--- START ---

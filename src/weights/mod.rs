//! Weights documents and the transforms that collapse them.
//!
//! A document is an ordered mapping. Under each option key sits either a
//! scalar, a sequence (uniform choice) or a weighted map (candidate to
//! integer weight). Linked options and triggers layer deltas on top of a
//! private copy of the document before anything is rolled.

mod choice;
mod linked;
mod merge;
mod triggers;

pub use choice::{convert_to_on_off, get_choice, get_choice_legacy, interpret_on_off, WeightedEntry};
pub use linked::roll_linked_options;
pub use merge::{update_weights, MergeError};
pub use triggers::roll_triggers;

use serde_json::{Map, Value};

use crate::error::GenerateError;

/// One parsed weights document.
pub type Document = Map<String, Value>;

/// Integer weight of a weighted-map entry.
///
/// Accepts integers, floats (truncated), booleans and numeric strings.
pub(crate) fn weight_value(value: &Value) -> Option<i64> {
    match value {
        Value::Number(n) => n
            .as_i64()
            .or_else(|| n.as_f64().filter(|f| f.is_finite()).map(|f| f.trunc() as i64)),
        Value::Bool(b) => Some(i64::from(*b)),
        Value::String(s) => {
            let s = s.trim();
            s.parse::<i64>()
                .ok()
                .or_else(|| s.parse::<f64>().ok().filter(|f| f.is_finite()).map(|f| f.trunc() as i64))
        }
        _ => None,
    }
}

/// Percentage used by linked options and triggers.
pub(crate) fn percentage_value(value: &Value) -> Option<f64> {
    match value {
        Value::Number(n) => n.as_f64(),
        Value::String(s) => s.trim().parse().ok(),
        _ => None,
    }
}

/// Textual form of a scalar, as it would appear as a mapping key.
pub(crate) fn scalar_text(value: &Value) -> Option<String> {
    match value {
        Value::String(s) => Some(s.clone()),
        Value::Bool(b) => Some(b.to_string()),
        Value::Number(n) => Some(n.to_string()),
        _ => None,
    }
}

/// Equality between a rolled value and an expected one.
///
/// Weighted-map candidates are always strings, so scalars compare by their
/// key text: a rolled `"true"` matches an expected `true`.
pub(crate) fn values_match(a: &Value, b: &Value) -> bool {
    match (scalar_text(a), scalar_text(b)) {
        (Some(x), Some(y)) => x == y,
        _ => a == b,
    }
}

/// Sub-tree addressed by a category name; the empty name is the document itself.
pub(crate) fn target_mut<'a>(
    document: &'a mut Document,
    category: &str,
) -> Result<&'a mut Document, GenerateError> {
    if category.is_empty() {
        return Ok(document);
    }
    match document.get_mut(category) {
        Some(Value::Object(map)) => Ok(map),
        Some(_) => Err(GenerateError::config(format!(
            "Category {} is not a mapping of options",
            category
        ))),
        None => Err(GenerateError::config(format!("Category {} not found", category))),
    }
}

/// Category named by a linked-option or trigger field; null and missing are empty.
pub(crate) fn category_name(value: Option<&Value>) -> String {
    value.and_then(scalar_text).unwrap_or_default()
}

--- END ---

**TASK**. Please output exactly the lines between the one holding "return Ok(document);" and the one holding "missing are empty." in the records above, inclusive, and nothing more.

**ANSWER SECTION**.
        return Ok(document);
    }
    match document.get_mut(category) {
        Some(Value::Object(map)) => Ok(map),
        Some(_) => Err(GenerateError::config(format!(
            "Category {} is not a mapping of options",
            category
        ))),
        None => Err(GenerateError::config(format!("Category {} not found", category))),
    }
}

/// Category named by a linked-option or trigger field; null and missing are empty.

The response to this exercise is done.